[Records drawn from a dataset]
//! Persistent SSH shell sessions exposed as MCP tools.
//!
//! The engine owns long-lived interactive shells over SSH and gives
//! callers stable session identities, command-by-command output framing,
//! and bounded background capture across bash, sh, PowerShell and cmd
//! remotes. The tool surface is served over stdio as line-delimited JSON.

pub mod mcp;
//! MCP tool implementations for SSH session operations.
//!
//! This module provides the wire-facing tools:
//!
//! - `ssh_execute`: one-shot command over an exec channel
//! - `ssh_session_create`: open a persistent shell session
//! - `ssh_session_execute`: run a command inside a session
//! - `ssh_session_list`: list active sessions
//! - `ssh_session_close`: close a session
//! - `ssh_session_output`: read a background session's buffered output
//!
//! Tool names are part of the wire contract. Arguments are validated here
//! at the boundary and re-validated by the engine, which is also reachable
//! as a library.

use std::sync::Arc;
use std::time::Duration;

use poem_mcpserver::{Tools, tool::StructuredContent};
use tracing::info;

use super::config::MAX_TIMEOUT_MS;
use super::error::{Result, SshToolError};
use super::manager::{CreateSessionParams, SessionManager};
use super::shell_format::ShellKind;
use super::types::{
    CommandResult, SessionCloseResponse, SessionInfo, SessionKind, SessionListResponse,
    SessionMode, SessionOutputResponse,
};

/// Largest line count a single output read may request.
const MAX_OUTPUT_LINES: u64 = 50_000;

/// MCP SSH session tools.
pub struct SshTools {
    manager: Arc<SessionManager>,
}

impl SshTools {
    pub fn new(manager: Arc<SessionManager>) -> Self {
        Self { manager }
    }
}

#[Tools]
impl SshTools {
    /// Execute a single command on a remote host over SSH.
    ///
    /// Opens (or reuses) a pooled connection to the host, runs the command
    /// on a one-shot exec channel, and returns stdout, stderr, the exit
    /// code and the delivering signal (if any).
    async fn ssh_execute(
        &self,
        /// Remote host name or address
        host: String,
        /// SSH username
        username: String,
        /// Path to the private key file used for authentication
        private_key_path: String,
        /// Command to execute
        command: String,
        /// SSH port (default: 22)
        port: Option<u16>,
        /// Command timeout in milliseconds (default: 30000, max: 3600000)
        timeout: Option<u64>,
    ) -> std::result::Result<StructuredContent<CommandResult>, String> {
        let port = port.unwrap_or(22);
        let timeout = parse_timeout(timeout).map_err(stringify)?;
        let result = self
            .manager
            .execute_command(&host, &username, &private_key_path, &command, port, timeout)
            .await
            .map_err(stringify)?;
        Ok(StructuredContent(result))
    }

    /// Create a persistent SSH shell session.
    ///
    /// The returned session id addresses the session in all subsequent
    /// calls. Interactive sessions report each command's framed result;
    /// background sessions acknowledge immediately and buffer their
    /// output for `ssh_session_output`. Raw mode skips framing entirely:
    /// completion is timer-based and the reported exit code is always 0.
    #[allow(clippy::too_many_arguments)]
    async fn ssh_session_create(
        &self,
        /// Unique identifier for the new session
        session_id: String,
        /// Remote host name or address
        host: String,
        /// SSH username
        username: String,
        /// Path to the private key file used for authentication
        private_key_path: String,
        /// Session type: "interactive" or "background"
        session_type: String,
        /// SSH port (default: 22)
        port: Option<u16>,
        /// Output handling mode: "normal" (framed) or "raw" (default: normal)
        mode: Option<String>,
        /// Remote shell dialect: "bash", "sh", "powershell" or "cmd" (default: bash)
        shell_type: Option<String>,
        /// Session inactivity timeout in milliseconds (default: 600000)
        timeout: Option<u64>,
    ) -> std::result::Result<StructuredContent<SessionInfo>, String> {
        let params = CreateSessionParams {
            session_id,
            host,
            username,
            key_path: private_key_path,
            kind: SessionKind::parse(&session_type).map_err(stringify)?,
            port: port.unwrap_or(22),
            mode: mode
                .as_deref()
                .map(SessionMode::parse)
                .transpose()
                .map_err(stringify)?
                .unwrap_or(SessionMode::Normal),
            shell: shell_type
                .as_deref()
                .map(ShellKind::parse)
                .transpose()
                .map_err(stringify)?
                .unwrap_or(ShellKind::Bash),
            session_timeout: parse_timeout(timeout).map_err(stringify)?,
        };
        let session = self.manager.create_session(params).await.map_err(stringify)?;
        info!("session '{}' created via tool call", session.id());
        let snapshot = session.snapshot().await;
        Ok(StructuredContent(SessionInfo::from(&snapshot)))
    }

    /// Execute a command inside an existing session.
    ///
    /// Interactive sessions block until the command completes or times
    /// out. Background sessions return an acknowledgment immediately.
    async fn ssh_session_execute(
        &self,
        /// Session id returned by ssh_session_create
        session_id: String,
        /// Command to execute
        command: String,
        /// Command timeout in milliseconds (default: 30000, max: 3600000)
        timeout: Option<u64>,
    ) -> std::result::Result<StructuredContent<CommandResult>, String> {
        let timeout = parse_timeout(timeout).map_err(stringify)?;
        let result = self
            .manager
            .execute_in_session(&session_id, &command, timeout, None)
            .await
            .map_err(stringify)?;
        Ok(StructuredContent(result))
    }

    /// List all active sessions in creation order.
    async fn ssh_session_list(
        &self,
    ) -> std::result::Result<StructuredContent<SessionListResponse>, String> {
        let snapshots = self.manager.list_sessions().await;
        let sessions: Vec<SessionInfo> = snapshots.iter().map(SessionInfo::from).collect();
        let count = sessions.len();
        Ok(StructuredContent(SessionListResponse { sessions, count }))
    }

    /// Close a session and release its channel.
    ///
    /// Returns success=false when no session with that id exists.
    async fn ssh_session_close(
        &self,
        /// Session id to close
        session_id: String,
    ) -> std::result::Result<StructuredContent<SessionCloseResponse>, String> {
        let success = self.manager.close_session(&session_id).await;
        Ok(StructuredContent(SessionCloseResponse { success }))
    }

    /// Read buffered output from a background session.
    ///
    /// Returns the most recent `lines` buffered chunks (all of them when
    /// unspecified). Set `clear` to truncate the buffer after reading.
    async fn ssh_session_output(
        &self,
        /// Session id to read from
        session_id: String,
        /// Number of trailing entries to return (1..=50000)
        lines: Option<u64>,
        /// Clear the buffer after reading (default: false)
        clear: Option<bool>,
    ) -> std::result::Result<StructuredContent<SessionOutputResponse>, String> {
        let lines = parse_lines(lines).map_err(stringify)?;
        let output = self
            .manager
            .get_session_output(&session_id, lines, clear.unwrap_or(false))
            .await
            .map_err(stringify)?;
        Ok(StructuredContent(SessionOutputResponse { output }))
    }
}

fn parse_timeout(timeout_ms: Option<u64>) -> Result<Option<Duration>> {
    match timeout_ms {
        None => Ok(None),
        Some(0) => Err(SshToolError::InvalidArgument(
            "timeout must be greater than zero".into(),
        )),
        Some(ms) if ms > MAX_TIMEOUT_MS => Err(SshToolError::InvalidArgument(format!(
            "timeout must not exceed {MAX_TIMEOUT_MS} ms"
        ))),
        Some(ms) => Ok(Some(Duration::from_millis(ms))),
    }
}

fn parse_lines(lines: Option<u64>) -> Result<Option<usize>> {
    match lines {
        None => Ok(None),
        Some(0) => Err(SshToolError::InvalidArgument(
            "lines must be at least 1".into(),
        )),
        Some(n) if n > MAX_OUTPUT_LINES => Err(SshToolError::InvalidArgument(format!(
            "lines must not exceed {MAX_OUTPUT_LINES}"
        ))),
        Some(n) => Ok(Some(n as usize)),
    }
}

fn stringify(err: SshToolError) -> String {
    err.to_string()
}

#[cfg(test)]
mod tests {
    use super::*;

    mod timeout_bounds {
        use super::*;

        #[test]
        fn test_unset_passes_through() {
            assert_eq!(parse_timeout(None).unwrap(), None);
        }

        #[test]
        fn test_zero_rejected() {
            assert!(parse_timeout(Some(0)).is_err());
        }

        #[test]
        fn test_one_hour_is_the_ceiling() {
            assert!(parse_timeout(Some(MAX_TIMEOUT_MS)).is_ok());
            assert!(parse_timeout(Some(MAX_TIMEOUT_MS + 1)).is_err());
        }

        #[test]
        fn test_value_converts_to_duration() {
            assert_eq!(
                parse_timeout(Some(1_500)).unwrap(),
                Some(Duration::from_millis(1_500))
            );
        }
    }

    mod line_bounds {
        use super::*;

        #[test]
        fn test_unset_passes_through() {
            assert_eq!(parse_lines(None).unwrap(), None);
        }

        #[test]
        fn test_zero_rejected() {
            assert!(parse_lines(Some(0)).is_err());
        }

        #[test]
        fn test_cap_enforced() {
            assert_eq!(parse_lines(Some(MAX_OUTPUT_LINES)).unwrap(), Some(50_000));
            assert!(parse_lines(Some(MAX_OUTPUT_LINES + 1)).is_err());
        }
    }
}
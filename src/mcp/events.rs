//! Lifecycle and audit event types.
//!
//! Sessions report lifecycle transitions to the manager over an unbounded
//! channel; the manager reacts (idempotent registry removal) and forwards a
//! sanitized audit record to the configured sink. Delivery of `Closed` is
//! at-least-once: both an explicit `close()` and the channel's own close
//! notification emit it.

use chrono::Utc;
use serde::Serialize;

/// Internal session-to-manager lifecycle notification.
#[derive(Debug, Clone, PartialEq, Eq)]
pub struct SessionEvent {
    pub session_id: String,
    pub kind: SessionEventKind,
}

#[derive(Debug, Clone, PartialEq, Eq)]
pub enum SessionEventKind {
    Closed,
    TimedOut,
    Error { message: String },
}

impl SessionEvent {
    pub fn closed(session_id: impl Into<String>) -> Self {
        Self {
            session_id: session_id.into(),
            kind: SessionEventKind::Closed,
        }
    }

    pub fn timed_out(session_id: impl Into<String>) -> Self {
        Self {
            session_id: session_id.into(),
            kind: SessionEventKind::TimedOut,
        }
    }

    pub fn error(session_id: impl Into<String>, message: impl Into<String>) -> Self {
        Self {
            session_id: session_id.into(),
            kind: SessionEventKind::Error {
                message: message.into(),
            },
        }
    }
}

/// Externally visible audit record, emitted after sanitization.
#[derive(Debug, Clone, Serialize)]
#[serde(tag = "event", rename_all = "snake_case")]
pub enum AuditEvent {
    SessionCreated {
        session_id: String,
        host: String,
        username: String,
        port: u16,
        private_key_path: String,
        at: String,
    },
    SessionClosed {
        session_id: String,
        at: String,
    },
    SessionTimedOut {
        session_id: String,
        at: String,
    },
    SessionError {
        session_id: String,
        message: String,
        at: String,
    },
    CommandDispatched {
        session_id: Option<String>,
        host: String,
        username: String,
        command: Option<String>,
        at: String,
    },
    CommandCompleted {
        session_id: Option<String>,
        host: String,
        username: String,
        command: Option<String>,
        exit_code: Option<i32>,
        stdout: Option<String>,
        stderr: Option<String>,
        error: Option<String>,
        at: String,
    },
}

/// RFC3339 timestamp for event records.
pub fn event_timestamp() -> String {
    Utc::now().to_rfc3339()
}

impl From<SessionEvent> for AuditEvent {
    fn from(event: SessionEvent) -> Self {
        let at = event_timestamp();
        match event.kind {
            SessionEventKind::Closed => AuditEvent::SessionClosed {
                session_id: event.session_id,
                at,
            },
            SessionEventKind::TimedOut => AuditEvent::SessionTimedOut {
                session_id: event.session_id,
                at,
            },
            SessionEventKind::Error { message } => AuditEvent::SessionError {
                session_id: event.session_id,
                message,
                at,
            },
        }
    }
}

#[cfg(test)]
mod tests {
    use super::*;

    mod constructors {
        use super::*;

        #[test]
        fn test_closed_event_shape() {
            let ev = SessionEvent::closed("s1");
            assert_eq!(ev.session_id, "s1");
            assert_eq!(ev.kind, SessionEventKind::Closed);
        }

        #[test]
        fn test_error_event_carries_message() {
            let ev = SessionEvent::error("s1", "channel reset");
            assert_eq!(
                ev.kind,
                SessionEventKind::Error {
                    message: "channel reset".into()
                }
            );
        }
    }

    mod audit_conversion {
        use super::*;

        #[test]
        fn test_closed_converts() {
            let audit = AuditEvent::from(SessionEvent::closed("s1"));
            let json = serde_json::to_value(&audit).unwrap();
            assert_eq!(
                json.get("event").and_then(|v| v.as_str()),
                Some("session_closed")
            );
            assert_eq!(json.get("session_id").and_then(|v| v.as_str()), Some("s1"));
        }

        #[test]
        fn test_timed_out_converts() {
            let audit = AuditEvent::from(SessionEvent::timed_out("s2"));
            let json = serde_json::to_value(&audit).unwrap();
            assert_eq!(
                json.get("event").and_then(|v| v.as_str()),
                Some("session_timed_out")
            );
        }

        #[test]
        fn test_serialized_tag_casing() {
            let audit = AuditEvent::SessionCreated {
                session_id: "s1".into(),
                host: "db01".into(),
                username: "ops".into(),
                port: 22,
                private_key_path: "id_ed25519".into(),
                at: event_timestamp(),
            };
            let json = serde_json::to_value(&audit).unwrap();
            assert_eq!(
                json.get("event").and_then(|v| v.as_str()),
                Some("session_created")
            );
        }
    }
}
//! Allow/deny command policy.
//!
//! The manager consults the policy before dispatching any command, on both
//! the one-shot and in-session paths. A non-empty allow list requires a
//! match; a non-empty deny list forbids one; when both lists match the same
//! command, the allow list decides.

use regex::Regex;

use super::config::SecurityConfig;
use super::error::{Result, SshToolError};

/// Compiled allow/deny lists.
#[derive(Debug, Default)]
pub struct CommandPolicy {
    allowed: Vec<Regex>,
    blocked: Vec<Regex>,
}

impl CommandPolicy {
    /// Compile the configured pattern lists. A pattern that fails to
    /// compile is a configuration bug, not something to skip silently.
    pub fn from_config(security: &SecurityConfig) -> Result<Self> {
        Ok(Self {
            allowed: compile_list("allowed command", &security.allowed_commands)?,
            blocked: compile_list("blocked command", &security.blocked_commands)?,
        })
    }

    /// Check a command against the policy.
    pub fn check(&self, command: &str) -> Result<()> {
        if !self.allowed.is_empty() {
            if self.allowed.iter().any(|re| re.is_match(command)) {
                return Ok(());
            }
            return Err(SshToolError::PolicyDenied(format!(
                "command does not match any allowed pattern: {command}"
            )));
        }
        if self.blocked.iter().any(|re| re.is_match(command)) {
            return Err(SshToolError::PolicyDenied(format!(
                "command matches a blocked pattern: {command}"
            )));
        }
        Ok(())
    }

    /// Whether any pattern is configured at all.
    pub fn is_restrictive(&self) -> bool {
        !self.allowed.is_empty() || !self.blocked.is_empty()
    }
}

fn compile_list(what: &str, patterns: &[String]) -> Result<Vec<Regex>> {
    patterns
        .iter()
        .map(|p| {
            Regex::new(p).map_err(|e| {
                SshToolError::InvalidArgument(format!("invalid {what} pattern '{p}': {e}"))
            })
        })
        .collect()
}
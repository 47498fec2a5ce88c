//! Keeps the current selection and the rectangle it was found at.

use shared::geometry::{Point, Rect, Viewport};
use shared::selection::{SelectionInfo, SelectionSlot};

use crate::positioner::{AnchorRect, ANCHOR_GAP};
use crate::text::{context_for, TextBlock};

/// What the page reports about its selection at one instant.
#[derive(Debug, Clone, Default, PartialEq)]
pub struct SelectionSnapshot {
    /// The selection as text, untrimmed.
    pub text: String,
    pub range_count: usize,
    /// The selection sits in an input, textarea or contenteditable element.
    pub in_editable: bool,
    /// Viewport rectangle of the first range; `None` if it could not be measured.
    pub bounding_rect: Option<Rect>,
    /// The block of text around the selection, for sentence extraction.
    pub block: Option<TextBlock>,
}

impl SelectionSnapshot {
    pub fn text(text: impl Into<String>) -> Self {
        Self {
            text: text.into(),
            range_count: 1,
            ..Default::default()
        }
    }

    pub fn with_rect(mut self, rect: Rect) -> Self {
        self.bounding_rect = Some(rect);
        self
    }

    pub fn with_block(mut self, block: TextBlock) -> Self {
        self.block = Some(block);
        self
    }

    pub fn editable(mut self) -> Self {
        self.in_editable = true;
        self
    }

    /// A selection worth acting on: text present, at least one range, not inside
    /// an editable element. Nothing is assumed about where the range lives, so
    /// shadow roots and accessible iframes qualify.
    pub fn is_valid(&self) -> bool {
        !self.in_editable && self.range_count > 0 && !self.text.trim().is_empty()
    }

    /// The selection as [`SelectionInfo`], if valid.
    pub fn info(&self) -> Option<SelectionInfo> {
        if !self.is_valid() {
            return None;
        }
        let word = self.text.trim().to_string();
        let context = context_for(&word, self.block.as_ref());
        Some(SelectionInfo { word, context })
    }
}

/// Result of a selection change that was taken.
#[derive(Debug, Clone, PartialEq)]
pub struct Capture {
    pub info: SelectionInfo,
    pub anchor: Option<AnchorRect>,
    /// Page point just below the middle of the selection, for touch gestures.
    pub gesture_point: Option<Point>,
}

/// Writes every valid selection into the shared slot and remembers where it was.
#[derive(Debug, Default)]
pub struct SelectionTracker {
    slot: SelectionSlot,
    anchor: Option<AnchorRect>,
}

impl SelectionTracker {
    pub fn new(slot: SelectionSlot) -> Self {
        Self { slot, anchor: None }
    }

    pub fn slot(&self) -> &SelectionSlot {
        &self.slot
    }

    pub fn current(&self) -> SelectionInfo {
        self.slot.get()
    }

    /// The anchor of the last captured selection, as measured then.
    pub fn anchor(&self) -> Option<AnchorRect> {
        self.anchor
    }

    /// Handle a `selectionchange`. Invalid selections leave the previous state alone.
    pub fn on_selection_change(&mut self, snapshot: &SelectionSnapshot, viewport: &Viewport) -> Option<Capture> {
        let info = snapshot.info()?;
        let anchor = snapshot
            .bounding_rect
            .filter(Rect::is_finite)
            .map(|rect| AnchorRect::capture(rect, viewport));
        let gesture_point = anchor.map(|a| {
            viewport.viewport_to_page(Point::new(a.rect.center_x(), a.rect.bottom() + ANCHOR_GAP))
        });

        tracing::debug!(chars = info.word.chars().count(), anchored = anchor.is_some(), "selection captured");
        self.slot.set(info.clone());
        self.anchor = anchor;
        Some(Capture {
            info,
            anchor,
            gesture_point,
        })
    }
}

#[cfg(test)]
mod tests {
    use super::*;

    fn viewport() -> Viewport {
        Viewport::new(800.0, 600.0).with_scroll(0.0, 400.0)
    }

    #[test]
    fn test_valid_selection_updates_slot() {
        let slot = SelectionSlot::new();
        let mut tracker = SelectionTracker::new(slot.clone());
        let snapshot = SelectionSnapshot::text("  bank ")
            .with_rect(Rect::new(100.0, 50.0, 40.0, 20.0))
            .with_block(TextBlock::around("He ran. We sat on the bank today. Fine.", "bank").unwrap());

        let capture = tracker.on_selection_change(&snapshot, &viewport()).unwrap();
        assert_eq!(capture.info.word, "bank");
        assert_eq!(capture.info.context, "We sat on the bank today.");
        assert_eq!(slot.word(), "bank");
        assert_eq!(capture.gesture_point, Some(Point::new(120.0, 480.0)));
        assert_eq!(tracker.anchor().map(|a| a.scroll_y), Some(400.0));
    }

    #[test]
    fn test_invalid_selections_are_ignored() {
        let slot = SelectionSlot::new();
        let mut tracker = SelectionTracker::new(slot.clone());
        tracker.on_selection_change(&SelectionSnapshot::text("first"), &viewport());

        for snapshot in [
            SelectionSnapshot::text("   "),
            SelectionSnapshot::text("typed").editable(),
            SelectionSnapshot {
                text: "no range".into(),
                range_count: 0,
                ..Default::default()
            },
        ] {
            assert!(tracker.on_selection_change(&snapshot, &viewport()).is_none());
        }
        assert_eq!(slot.word(), "first");
    }

    #[test]
    fn test_unmeasurable_range_has_no_anchor() {
        let mut tracker = SelectionTracker::default();
        let snapshot = SelectionSnapshot::text("word").with_rect(Rect::new(f64::NAN, 0.0, 1.0, 1.0));
        let capture = tracker.on_selection_change(&snapshot, &viewport()).unwrap();
        assert!(capture.anchor.is_none());
        assert!(capture.gesture_point.is_none());
        assert_eq!(capture.info.context, "word");
    }

    #[test]
    fn test_word_and_context_properties() {
        let mut tracker = SelectionTracker::default();
        let text = "Mix of things. A longer clause here, with commas; and more! End";
        for needle in ["Mix", "longer clause", "commas; and", "End", "things. A"] {
            let snapshot = SelectionSnapshot::text(format!(" {} ", needle))
                .with_block(TextBlock::around(text, needle).unwrap());
            let info = tracker.on_selection_change(&snapshot, &viewport()).unwrap().info;
            assert_eq!(info.word, needle);
            assert!(info.context.contains(&info.word));
        }
    }
}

» **Directions**: What is needed is the number of lines in the data that hold the word "immediately", with nothing added.

» **Solution to this problem**: 2